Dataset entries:
>>>>

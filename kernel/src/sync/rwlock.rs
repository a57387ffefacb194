//! A reader/writer lock (`rwl`, §4.8) with writer preference: once a writer
//! is waiting, new readers queue up behind it rather than continuing to
//! join existing readers, so a steady stream of readers cannot starve a
//! writer.
use crate::clock::{Tick, IMMEDIATE};
use crate::error::Error;
use crate::klock::CpuLockCell;
use crate::system;
use crate::wait::{self, WaitQueue};

#[derive(Clone, Copy, PartialEq, Eq)]
enum State {
    Free,
    Read(u32),
    Write,
}

pub struct RwLock {
    state: CpuLockCell<State>,
    readers: WaitQueue,
    writers: WaitQueue,
}

impl RwLock {
    pub const fn new() -> Self {
        Self {
            state: CpuLockCell::new(State::Free),
            readers: WaitQueue::new(),
            writers: WaitQueue::new(),
        }
    }

    pub fn read_lock(&'static self, delay: Tick) -> Result<(), Error> {
        let me;
        {
            let mut guard = crate::klock::lock();
            let cpu = guard.cpu();
            me = system::current(cpu);
            if self.writers.is_empty(cpu) {
                match self.state.get(cpu) {
                    State::Free => {
                        self.state.set(cpu, State::Read(1));
                        return Ok(());
                    }
                    State::Read(n) => {
                        self.state.set(cpu, State::Read(n + 1));
                        return Ok(());
                    }
                    State::Write => {}
                }
            }
            if delay == IMMEDIATE {
                return Err(Error::Timeout);
            }
        }
        wait::wait_for(me, Some(&self.readers), delay).into_result()
    }

    pub fn write_lock(&'static self, delay: Tick) -> Result<(), Error> {
        let me;
        {
            let mut guard = crate::klock::lock();
            let cpu = guard.cpu();
            me = system::current(cpu);
            if self.state.get(cpu) == State::Free {
                self.state.set(cpu, State::Write);
                return Ok(());
            }
            if delay == IMMEDIATE {
                return Err(Error::Timeout);
            }
        }
        wait::wait_for(me, Some(&self.writers), delay).into_result()
    }

    pub fn read_unlock(&'static self) {
        let mut guard = crate::klock::lock();
        let cpu = guard.cpu();
        match self.state.get(cpu) {
            State::Read(n) if n > 1 => self.state.set(cpu, State::Read(n - 1)),
            _ => {
                self.state.set(cpu, State::Free);
                self.release_next(cpu);
            }
        }
    }

    pub fn write_unlock(&'static self) {
        let mut guard = crate::klock::lock();
        let cpu = guard.cpu();
        self.state.set(cpu, State::Free);
        self.release_next(cpu);
    }

    /// Prefer waking a waiting writer; otherwise release every waiting
    /// reader together.
    fn release_next(&'static self, cpu: crate::klock::Cpu<'_>) {
        if let Some(_writer) = wait::wakeup_one(cpu, &self.writers, crate::error::Event::Success) {
            self.state.set(cpu, State::Write);
            return;
        }
        let mut n = 0;
        while wait::wakeup_one(cpu, &self.readers, crate::error::Event::Success).is_some() {
            n += 1;
        }
        if n > 0 {
            self.state.set(cpu, State::Read(n));
        }
    }

    /// Reset: wake every current reader and writer with [`Error::Stopped`]
    /// and release whatever lock is held.
    pub fn reset(&'static self) {
        crate::klock::with_lock(|cpu| {
            self.state.set(cpu, State::Free);
            wait::wakeup_all(cpu, &self.readers, crate::error::Event::Stopped);
            wait::wakeup_all(cpu, &self.writers, crate::error::Event::Stopped);
        });
    }

    /// Destroy: wake every current reader and writer with
    /// [`Error::Deleted`].
    pub fn destroy(&'static self) {
        crate::klock::with_lock(|cpu| {
            wait::wakeup_all(cpu, &self.readers, crate::error::Event::Deleted);
            wait::wakeup_all(cpu, &self.writers, crate::error::Event::Deleted);
        });
    }
}

#[cfg(test)]
mod tests {
    use super::*;
    use crate::task::TaskCb;

    fn noop(_arg: usize) {}

    fn as_current(task: &'static TaskCb) {
        crate::klock::with_lock(|cpu| system::set_current(cpu, task));
    }

    static RW: RwLock = RwLock::new();
    static TASK_RW: TaskCb = TaskCb::new("rwlock-task", 5, noop, 0);

    #[test]
    fn multiple_readers_share_the_lock() {
        let _g = crate::test_support::setup();
        as_current(&TASK_RW);
        RW.reset();
        RW.read_lock(IMMEDIATE).unwrap();
        RW.read_lock(IMMEDIATE).unwrap();
        crate::klock::with_lock(|cpu| assert_eq!(RW.state.get(cpu), State::Read(2)));
        RW.read_unlock();
        RW.read_unlock();
        crate::klock::with_lock(|cpu| assert_eq!(RW.state.get(cpu), State::Free));
    }

    #[test]
    fn a_held_read_lock_blocks_a_writer() {
        let _g = crate::test_support::setup();
        as_current(&TASK_RW);
        RW.reset();
        RW.read_lock(IMMEDIATE).unwrap();
        assert_eq!(RW.write_lock(IMMEDIATE), Err(Error::Timeout));
        RW.read_unlock();
    }

    #[test]
    fn writer_preference_routes_new_readers_behind_a_waiting_writer() {
        let _g = crate::test_support::setup();
        as_current(&TASK_RW);
        RW.reset();
        RW.read_lock(IMMEDIATE).unwrap();
        // A writer queues directly (bypassing the blocking path, which needs
        // a real second execution context to resume).
        crate::klock::with_lock(|cpu| wait::append(cpu, &TASK_RW, &RW.writers));
        assert_eq!(RW.read_lock(IMMEDIATE), Err(Error::Timeout));
        crate::klock::with_lock(|cpu| wait::unlink(cpu, &TASK_RW, crate::error::Event::Stopped));
    }
}
//! §8 scenario: robust-mutex owner dies (P9). A task locks a robust mutex
//! and then simply exits without releasing it — `task::stop` treats that the
//! same way it treats a reset, handing the mutex to the next waiter with
//! `Event::OwnerDead` rather than leaving it stuck forever.
mod support;

use std::sync::atomic::{AtomicBool, Ordering};

use rt_kernel::clock::INFINITE;
use rt_kernel::mutex::{self, LockOutcome, MutexCb, Protocol};
use rt_kernel::task::{self, TaskCb};

static MTX: MutexCb = MutexCb::new("robust", Protocol::None, true, false);
static RECOVERED: AtomicBool = AtomicBool::new(false);
static DONE: AtomicBool = AtomicBool::new(false);

static DOOMED: TaskCb = TaskCb::new("doomed", 5, doomed_entry, 0);
static WAITER: TaskCb = TaskCb::new("waiter", 5, waiter_entry, 0);

fn doomed_entry(_arg: usize) {
    mutex::lock(&MTX, INFINITE).unwrap();
    // No unlock, no `mark_consistent` — this task just disappears while
    // holding the mutex, as if it had crashed.
}

fn waiter_entry(_arg: usize) {
    task::sleep_for(2).unwrap(); // let `doomed` acquire and die first
    let outcome = mutex::lock(&MTX, INFINITE).unwrap();
    if outcome == LockOutcome::Recovered {
        mutex::mark_consistent(&MTX).unwrap();
        mutex::unlock(&MTX).unwrap();
        RECOVERED.store(true, Ordering::SeqCst);
    }
    DONE.store(true, Ordering::SeqCst);
}

#[test]
fn waiter_recovers_mutex_after_owner_dies() {
    let port = support::install();
    port.spawn(&DOOMED);
    port.spawn(&WAITER);
    task::start(&DOOMED);
    task::start(&WAITER);

    support::wait_until(|| DONE.load(Ordering::SeqCst));
    assert!(RECOVERED.load(Ordering::SeqCst), "waiter never saw LockOutcome::Recovered");
}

<<<<

WORK TO BE COMPLETED:
Look back at the records above. Repeat all of them exactly.

TASK ANSWER:
filename kernel/src/sync/rwlock.rs
repository a57387ffefacb194
//! A reader/writer lock (`rwl`, §4.8) with writer preference: once a writer
//! is waiting, new readers queue up behind it rather than continuing to
//! join existing readers, so a steady stream of readers cannot starve a
//! writer.
use crate::clock::{Tick, IMMEDIATE};
use crate::error::Error;
use crate::klock::CpuLockCell;
use crate::system;
use crate::wait::{self, WaitQueue};

#[derive(Clone, Copy, PartialEq, Eq)]
enum State {
    Free,
    Read(u32),
    Write,
}

pub struct RwLock {
    state: CpuLockCell<State>,
    readers: WaitQueue,
    writers: WaitQueue,
}

impl RwLock {
    pub const fn new() -> Self {
        Self {
            state: CpuLockCell::new(State::Free),
            readers: WaitQueue::new(),
            writers: WaitQueue::new(),
        }
    }

    pub fn read_lock(&'static self, delay: Tick) -> Result<(), Error> {
        let me;
        {
            let mut guard = crate::klock::lock();
            let cpu = guard.cpu();
            me = system::current(cpu);
            if self.writers.is_empty(cpu) {
                match self.state.get(cpu) {
                    State::Free => {
                        self.state.set(cpu, State::Read(1));
                        return Ok(());
                    }
                    State::Read(n) => {
                        self.state.set(cpu, State::Read(n + 1));
                        return Ok(());
                    }
                    State::Write => {}
                }
            }
            if delay == IMMEDIATE {
                return Err(Error::Timeout);
            }
        }
        wait::wait_for(me, Some(&self.readers), delay).into_result()
    }

    pub fn write_lock(&'static self, delay: Tick) -> Result<(), Error> {
        let me;
        {
            let mut guard = crate::klock::lock();
            let cpu = guard.cpu();
            me = system::current(cpu);
            if self.state.get(cpu) == State::Free {
                self.state.set(cpu, State::Write);
                return Ok(());
            }
            if delay == IMMEDIATE {
                return Err(Error::Timeout);
            }
        }
        wait::wait_for(me, Some(&self.writers), delay).into_result()
    }

    pub fn read_unlock(&'static self) {
        let mut guard = crate::klock::lock();
        let cpu = guard.cpu();
        match self.state.get(cpu) {
            State::Read(n) if n > 1 => self.state.set(cpu, State::Read(n - 1)),
            _ => {
                self.state.set(cpu, State::Free);
                self.release_next(cpu);
            }
        }
    }

    pub fn write_unlock(&'static self) {
        let mut guard = crate::klock::lock();
        let cpu = guard.cpu();
        self.state.set(cpu, State::Free);
        self.release_next(cpu);
    }

    /// Prefer waking a waiting writer; otherwise release every waiting
    /// reader together.
    fn release_next(&'static self, cpu: crate::klock::Cpu<'_>) {
        if let Some(_writer) = wait::wakeup_one(cpu, &self.writers, crate::error::Event::Success) {
            self.state.set(cpu, State::Write);
            return;
        }
        let mut n = 0;
        while wait::wakeup_one(cpu, &self.readers, crate::error::Event::Success).is_some() {
            n += 1;
        }
        if n > 0 {
            self.state.set(cpu, State::Read(n));
        }
    }

    /// Reset: wake every current reader and writer with [`Error::Stopped`]
    /// and release whatever lock is held.
    pub fn reset(&'static self) {
        crate::klock::with_lock(|cpu| {
            self.state.set(cpu, State::Free);
            wait::wakeup_all(cpu, &self.readers, crate::error::Event::Stopped);
            wait::wakeup_all(cpu, &self.writers, crate::error::Event::Stopped);
        });
    }

    /// Destroy: wake every current reader and writer with
    /// [`Error::Deleted`].
    pub fn destroy(&'static self) {
        crate::klock::with_lock(|cpu| {
            wait::wakeup_all(cpu, &self.readers, crate::error::Event::Deleted);
            wait::wakeup_all(cpu, &self.writers, crate::error::Event::Deleted);
        });
    }
}

#[cfg(test)]
mod tests {
    use super::*;
    use crate::task::TaskCb;

    fn noop(_arg: usize) {}

    fn as_current(task: &'static TaskCb) {
        crate::klock::with_lock(|cpu| system::set_current(cpu, task));
    }

    static RW: RwLock = RwLock::new();
    static TASK_RW: TaskCb = TaskCb::new("rwlock-task", 5, noop, 0);

    #[test]
    fn multiple_readers_share_the_lock() {
        let _g = crate::test_support::setup();
        as_current(&TASK_RW);
        RW.reset();
        RW.read_lock(IMMEDIATE).unwrap();
        RW.read_lock(IMMEDIATE).unwrap();
        crate::klock::with_lock(|cpu| assert_eq!(RW.state.get(cpu), State::Read(2)));
        RW.read_unlock();
        RW.read_unlock();
        crate::klock::with_lock(|cpu| assert_eq!(RW.state.get(cpu), State::Free));
    }

    #[test]
    fn a_held_read_lock_blocks_a_writer() {
        let _g = crate::test_support::setup();
        as_current(&TASK_RW);
        RW.reset();
        RW.read_lock(IMMEDIATE).unwrap();
        assert_eq!(RW.write_lock(IMMEDIATE), Err(Error::Timeout));
        RW.read_unlock();
    }

    #[test]
    fn writer_preference_routes_new_readers_behind_a_waiting_writer() {
        let _g = crate::test_support::setup();
        as_current(&TASK_RW);
        RW.reset();
        RW.read_lock(IMMEDIATE).unwrap();
        // A writer queues directly (bypassing the blocking path, which needs
        // a real second execution context to resume).
        crate::klock::with_lock(|cpu| wait::append(cpu, &TASK_RW, &RW.writers));
        assert_eq!(RW.read_lock(IMMEDIATE), Err(Error::Timeout));
        crate::klock::with_lock(|cpu| wait::unlink(cpu, &TASK_RW, crate::error::Event::Stopped));
    }
}
//! §8 scenario: robust-mutex owner dies (P9). A task locks a robust mutex
//! and then simply exits without releasing it — `task::stop` treats that the
//! same way it treats a reset, handing the mutex to the next waiter with
//! `Event::OwnerDead` rather than leaving it stuck forever.
mod support;

use std::sync::atomic::{AtomicBool, Ordering};

use rt_kernel::clock::INFINITE;
use rt_kernel::mutex::{self, LockOutcome, MutexCb, Protocol};
use rt_kernel::task::{self, TaskCb};

static MTX: MutexCb = MutexCb::new("robust", Protocol::None, true, false);
static RECOVERED: AtomicBool = AtomicBool::new(false);
static DONE: AtomicBool = AtomicBool::new(false);

static DOOMED: TaskCb = TaskCb::new("doomed", 5, doomed_entry, 0);
static WAITER: TaskCb = TaskCb::new("waiter", 5, waiter_entry, 0);

fn doomed_entry(_arg: usize) {
    mutex::lock(&MTX, INFINITE).unwrap();
    // No unlock, no `mark_consistent` — this task just disappears while
    // holding the mutex, as if it had crashed.
}

fn waiter_entry(_arg: usize) {
    task::sleep_for(2).unwrap(); // let `doomed` acquire and die first
    let outcome = mutex::lock(&MTX, INFINITE).unwrap();
    if outcome == LockOutcome::Recovered {
        mutex::mark_consistent(&MTX).unwrap();
        mutex::unlock(&MTX).unwrap();
        RECOVERED.store(true, Ordering::SeqCst);
    }
    DONE.store(true, Ordering::SeqCst);
}

#[test]
fn waiter_recovers_mutex_after_owner_dies() {
    let port = support::install();
    port.spawn(&DOOMED);
    port.spawn(&WAITER);
    task::start(&DOOMED);
    task::start(&WAITER);

    support::wait_until(|| DONE.load(Ordering::SeqCst));
    assert!(RECOVERED.load(Ordering::SeqCst), "waiter never saw LockOutcome::Recovered");
}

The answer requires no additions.